◆ Exercise directions
Reproduce the entire listing below verbatim.

◆ ◆ ◆ ◆ ◆ ◆ ◆

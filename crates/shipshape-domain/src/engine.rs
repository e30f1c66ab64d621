use std::any::Any;
use std::collections::BTreeMap;
use std::panic::{self, AssertUnwindSafe};
use std::sync::atomic::{AtomicU32, Ordering};

use parking_lot::Mutex;
use shipshape_types::{
    Breach, CheckResult, CheckType, RemediationCounts, ResultList, Severity, ValueBreach,
};
use tracing::{debug, info_span, warn};

use crate::check::{Check, RunContext};
use crate::model::CheckMap;

#[derive(Debug, Default)]
struct Tally {
    check_count_by_type: BTreeMap<CheckType, u32>,
    breach_count_by_type: BTreeMap<CheckType, u32>,
    breach_count_by_severity: BTreeMap<Severity, u32>,
    remediation_count_by_type: BTreeMap<CheckType, u32>,
    remediation_counts: RemediationCounts,
    results: Vec<CheckResult>,
}

/// Thread-safe accumulator for one run.
///
/// Scalar totals are atomics; the per-type/per-severity maps and the result
/// vector share one mutex.
#[derive(Debug)]
pub struct ResultCollector {
    remediation_performed: bool,
    total_checks: AtomicU32,
    total_breaches: AtomicU32,
    total_remediations: AtomicU32,
    total_unsupported_remediations: AtomicU32,
    tally: Mutex<Tally>,
}

impl ResultCollector {
    pub fn new(remediation_performed: bool) -> Self {
        Self {
            remediation_performed,
            total_checks: AtomicU32::new(0),
            total_breaches: AtomicU32::new(0),
            total_remediations: AtomicU32::new(0),
            total_unsupported_remediations: AtomicU32::new(0),
            tally: Mutex::new(Tally::default()),
        }
    }

    pub fn incr_checks(&self, check_type: &CheckType, count: u32) {
        self.total_checks.fetch_add(count, Ordering::Relaxed);
        *self
            .tally
            .lock()
            .check_count_by_type
            .entry(check_type.clone())
            .or_default() += count;
    }

    pub fn add_result(&self, result: CheckResult) {
        let breaches = result.breaches.len() as u32;
        let remediations = result.remediation_counts();

        self.total_breaches.fetch_add(breaches, Ordering::Relaxed);
        self.total_remediations
            .fetch_add(remediations.successful, Ordering::Relaxed);
        self.total_unsupported_remediations
            .fetch_add(remediations.unsupported, Ordering::Relaxed);

        let mut tally = self.tally.lock();
        if breaches > 0 {
            *tally
                .breach_count_by_type
                .entry(result.check_type.clone())
                .or_default() += breaches;
        }
        for breach in &result.breaches {
            *tally
                .breach_count_by_severity
                .entry(breach.severity)
                .or_default() += 1;
        }
        if remediations.successful > 0 {
            *tally
                .remediation_count_by_type
                .entry(result.check_type.clone())
                .or_default() += remediations.successful;
        }
        tally.remediation_counts.add(&remediations);
        tally.results.push(result);
    }

    pub fn total_checks(&self) -> u32 {
        self.total_checks.load(Ordering::Relaxed)
    }

    pub fn total_breaches(&self) -> u32 {
        self.total_breaches.load(Ordering::Relaxed)
    }

    /// Freezes the collector into a result list sorted by check name.
    pub fn into_result_list(self) -> ResultList {
        let tally = self.tally.into_inner();
        let mut list = ResultList {
            remediation_performed: self.remediation_performed,
            total_checks: self.total_checks.into_inner(),
            total_breaches: self.total_breaches.into_inner(),
            total_remediations: self.total_remediations.into_inner(),
            total_unsupported_remediations: self.total_unsupported_remediations.into_inner(),
            check_count_by_type: tally.check_count_by_type,
            breach_count_by_type: tally.breach_count_by_type,
            breach_count_by_severity: tally.breach_count_by_severity,
            remediation_count_by_type: tally.remediation_count_by_type,
            remediation_counts: tally.remediation_counts,
            results: tally.results,
        };
        list.sort();
        list
    }
}

/// Runs every check concurrently, one thread per check, and aggregates the
/// results.
pub fn run_checks(checks: &mut CheckMap, ctx: &RunContext, remediate: bool) -> ResultList {
    let collector = ResultCollector::new(remediate);
    for (check_type, bucket) in checks.iter() {
        collector.incr_checks(check_type, bucket.len() as u32);
    }
    debug!(total = collector.total_checks(), "running checks");

    std::thread::scope(|scope| {
        for check in checks.checks_mut() {
            let collector = &collector;
            scope.spawn(move || process_check(collector, check.as_mut(), ctx, remediate));
        }
    });

    collector.into_result_list()
}

/// Drives one check through its lifecycle and hands its result to the
/// collector. A panic inside the check becomes a breach on that check.
pub fn process_check(
    collector: &ResultCollector,
    check: &mut dyn Check,
    ctx: &RunContext,
    remediate: bool,
) {
    let span = info_span!(
        "check",
        check_type = %check.check_type(),
        check_name = %check.name()
    );
    let _entered = span.enter();
    debug!("processing check");

    let outcome = panic::catch_unwind(AssertUnwindSafe(|| run_lifecycle(&mut *check, ctx, remediate)));
    if let Err(payload) = outcome {
        let message = panic_message(payload.as_ref());
        warn!(%message, "check panicked");
        check
            .base_mut()
            .add_breach(Breach::new(ValueBreach::labelled("check panicked", message)));
    }

    let base = check.base_mut();
    base.result.determine_status(remediate);
    debug!(
        breaches = base.result.breaches.len(),
        passes = base.result.passes.len(),
        "check processed"
    );
    collector.add_result(base.result.clone());
}

fn run_lifecycle(check: &mut dyn Check, ctx: &RunContext, remediate: bool) {
    if check.requires_data() {
        debug!("fetching data");
        check.fetch_data(ctx);
        if !check.base().has_breaches() && check.has_data(true) {
            check.unmarshal_data_map();
        }
    }
    if !check.base().has_breaches() {
        debug!("running check");
        check.run_check(ctx);
    }
    if remediate && check.base().has_breaches() {
        debug!("performing remediation");
        check.remediate(ctx);
    }
}

fn panic_message(payload: &(dyn Any + Send)) -> String {
    if let Some(s) = payload.downcast_ref::<&str>() {
        (*s).to_string()
    } else if let Some(s) = payload.downcast_ref::<String>() {
        s.clone()
    } else {
        "unknown panic".to_string()
    }
}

◆ ◆ ◆ ◆ ◆ ◆ ◆

◆ The answer
filename crates/shipshape-domain/src/engine.rs
repository e30f1c66ab64d621
use std::any::Any;
use std::collections::BTreeMap;
use std::panic::{self, AssertUnwindSafe};
use std::sync::atomic::{AtomicU32, Ordering};

use parking_lot::Mutex;
use shipshape_types::{
    Breach, CheckResult, CheckType, RemediationCounts, ResultList, Severity, ValueBreach,
};
use tracing::{debug, info_span, warn};

use crate::check::{Check, RunContext};
use crate::model::CheckMap;

#[derive(Debug, Default)]
struct Tally {
    check_count_by_type: BTreeMap<CheckType, u32>,
    breach_count_by_type: BTreeMap<CheckType, u32>,
    breach_count_by_severity: BTreeMap<Severity, u32>,
    remediation_count_by_type: BTreeMap<CheckType, u32>,
    remediation_counts: RemediationCounts,
    results: Vec<CheckResult>,
}

/// Thread-safe accumulator for one run.
///
/// Scalar totals are atomics; the per-type/per-severity maps and the result
/// vector share one mutex.
#[derive(Debug)]
pub struct ResultCollector {
    remediation_performed: bool,
    total_checks: AtomicU32,
    total_breaches: AtomicU32,
    total_remediations: AtomicU32,
    total_unsupported_remediations: AtomicU32,
    tally: Mutex<Tally>,
}

impl ResultCollector {
    pub fn new(remediation_performed: bool) -> Self {
        Self {
            remediation_performed,
            total_checks: AtomicU32::new(0),
            total_breaches: AtomicU32::new(0),
            total_remediations: AtomicU32::new(0),
            total_unsupported_remediations: AtomicU32::new(0),
            tally: Mutex::new(Tally::default()),
        }
    }

    pub fn incr_checks(&self, check_type: &CheckType, count: u32) {
        self.total_checks.fetch_add(count, Ordering::Relaxed);
        *self
            .tally
            .lock()
            .check_count_by_type
            .entry(check_type.clone())
            .or_default() += count;
    }

    pub fn add_result(&self, result: CheckResult) {
        let breaches = result.breaches.len() as u32;
        let remediations = result.remediation_counts();

        self.total_breaches.fetch_add(breaches, Ordering::Relaxed);
        self.total_remediations
            .fetch_add(remediations.successful, Ordering::Relaxed);
        self.total_unsupported_remediations
            .fetch_add(remediations.unsupported, Ordering::Relaxed);

        let mut tally = self.tally.lock();
        if breaches > 0 {
            *tally
                .breach_count_by_type
                .entry(result.check_type.clone())
                .or_default() += breaches;
        }
        for breach in &result.breaches {
            *tally
                .breach_count_by_severity
                .entry(breach.severity)
                .or_default() += 1;
        }
        if remediations.successful > 0 {
            *tally
                .remediation_count_by_type
                .entry(result.check_type.clone())
                .or_default() += remediations.successful;
        }
        tally.remediation_counts.add(&remediations);
        tally.results.push(result);
    }

    pub fn total_checks(&self) -> u32 {
        self.total_checks.load(Ordering::Relaxed)
    }

    pub fn total_breaches(&self) -> u32 {
        self.total_breaches.load(Ordering::Relaxed)
    }

    /// Freezes the collector into a result list sorted by check name.
    pub fn into_result_list(self) -> ResultList {
        let tally = self.tally.into_inner();
        let mut list = ResultList {
            remediation_performed: self.remediation_performed,
            total_checks: self.total_checks.into_inner(),
            total_breaches: self.total_breaches.into_inner(),
            total_remediations: self.total_remediations.into_inner(),
            total_unsupported_remediations: self.total_unsupported_remediations.into_inner(),
            check_count_by_type: tally.check_count_by_type,
            breach_count_by_type: tally.breach_count_by_type,
            breach_count_by_severity: tally.breach_count_by_severity,
            remediation_count_by_type: tally.remediation_count_by_type,
            remediation_counts: tally.remediation_counts,
            results: tally.results,
        };
        list.sort();
        list
    }
}

/// Runs every check concurrently, one thread per check, and aggregates the
/// results.
pub fn run_checks(checks: &mut CheckMap, ctx: &RunContext, remediate: bool) -> ResultList {
    let collector = ResultCollector::new(remediate);
    for (check_type, bucket) in checks.iter() {
        collector.incr_checks(check_type, bucket.len() as u32);
    }
    debug!(total = collector.total_checks(), "running checks");

    std::thread::scope(|scope| {
        for check in checks.checks_mut() {
            let collector = &collector;
            scope.spawn(move || process_check(collector, check.as_mut(), ctx, remediate));
        }
    });

    collector.into_result_list()
}

/// Drives one check through its lifecycle and hands its result to the
/// collector. A panic inside the check becomes a breach on that check.
pub fn process_check(
    collector: &ResultCollector,
    check: &mut dyn Check,
    ctx: &RunContext,
    remediate: bool,
) {
    let span = info_span!(
        "check",
        check_type = %check.check_type(),
        check_name = %check.name()
    );
    let _entered = span.enter();
    debug!("processing check");

    let outcome = panic::catch_unwind(AssertUnwindSafe(|| run_lifecycle(&mut *check, ctx, remediate)));
    if let Err(payload) = outcome {
        let message = panic_message(payload.as_ref());
        warn!(%message, "check panicked");
        check
            .base_mut()
            .add_breach(Breach::new(ValueBreach::labelled("check panicked", message)));
    }

    let base = check.base_mut();
    base.result.determine_status(remediate);
    debug!(
        breaches = base.result.breaches.len(),
        passes = base.result.passes.len(),
        "check processed"
    );
    collector.add_result(base.result.clone());
}

fn run_lifecycle(check: &mut dyn Check, ctx: &RunContext, remediate: bool) {
    if check.requires_data() {
        debug!("fetching data");
        check.fetch_data(ctx);
        if !check.base().has_breaches() && check.has_data(true) {
            check.unmarshal_data_map();
        }
    }
    if !check.base().has_breaches() {
        debug!("running check");
        check.run_check(ctx);
    }
    if remediate && check.base().has_breaches() {
        debug!("performing remediation");
        check.remediate(ctx);
    }
}

fn panic_message(payload: &(dyn Any + Send)) -> String {
    if let Some(s) = payload.downcast_ref::<&str>() {
        (*s).to_string()
    } else if let Some(s) = payload.downcast_ref::<String>() {
        s.clone()
    } else {
        "unknown panic".to_string()
    }
}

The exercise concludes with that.